**Work to complete**.
Pull each line containing "rusqlite" out of the data and copy it.

• • • • •

// ABOUTME: SQLite source database access for export and verification
// ABOUTME: Provides path checks, read-only connections, and identifier safety

pub mod reader;

pub use reader::{count_rows, describe_table, list_tables, stream_rows};

use anyhow::{bail, Context, Result};
use rusqlite::{Connection, OpenFlags};
use std::path::Path;
use std::time::Duration;

/// How long a read waits on a locked database before giving up
const BUSY_TIMEOUT: Duration = Duration::from_secs(5);

/// Version of the SQLite library linked into this binary
pub fn library_version() -> &'static str {
    rusqlite::version()
}

/// Check that the source database file exists
///
/// This runs before any connection attempt so a mistyped path never creates
/// an empty database or reaches the destination.
///
/// # Examples
///
/// ```
/// # use sqlite_postgres_migrator::sqlite::ensure_source_exists;
/// let err = ensure_source_exists(std::path::Path::new("/no/such/file.db")).unwrap_err();
/// assert!(err.to_string().contains("Source database not found"));
/// ```
pub fn ensure_source_exists(path: &Path) -> Result<()> {
    if !path.exists() {
        bail!("Source database not found: {}", path.display());
    }
    if !path.is_file() {
        bail!("Source database path is not a file: {}", path.display());
    }
    Ok(())
}

/// Open the source SQLite database read-only
///
/// # Examples
///
/// ```no_run
/// # use sqlite_postgres_migrator::sqlite::open_source;
/// # fn example() -> anyhow::Result<()> {
/// let conn = open_source(std::path::Path::new("app.db"))?;
/// # Ok(())
/// # }
/// ```
pub fn open_source(path: &Path) -> Result<Connection> {
    ensure_source_exists(path)?;

    tracing::debug!("Opening SQLite database {}", path.display());

    let conn = Connection::open_with_flags(
        path,
        OpenFlags::SQLITE_OPEN_READ_ONLY | OpenFlags::SQLITE_OPEN_NO_MUTEX,
    )
    .with_context(|| format!("Failed to open SQLite database {}", path.display()))?;

    conn.busy_timeout(BUSY_TIMEOUT)
        .context("Failed to set SQLite busy timeout")?;

    // Catches files that exist but are not SQLite databases
    conn.query_row("SELECT COUNT(*) FROM sqlite_master", [], |row| {
        row.get::<_, i64>(0)
    })
    .with_context(|| format!("{} is not a readable SQLite database", path.display()))?;

    Ok(conn)
}

/// Reject table names that cannot be safely quoted
pub fn validate_table_name(name: &str) -> Result<()> {
    if name.trim().is_empty() {
        bail!("Table name cannot be empty");
    }
    if name.chars().any(|c| c.is_control()) {
        bail!(
            "Table name contains control characters: {}",
            crate::utils::sanitize_identifier(name)
        );
    }
    Ok(())
}

/// Quote an identifier with double quotes, escaping embedded quotes
///
/// Works for both SQLite and PostgreSQL.
pub fn quote_ident(name: &str) -> String {
    format!("\"{}\"", name.replace('"', "\"\""))
}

• • • • •

**Result for this task**.
use rusqlite::{Connection, OpenFlags};
    rusqlite::version()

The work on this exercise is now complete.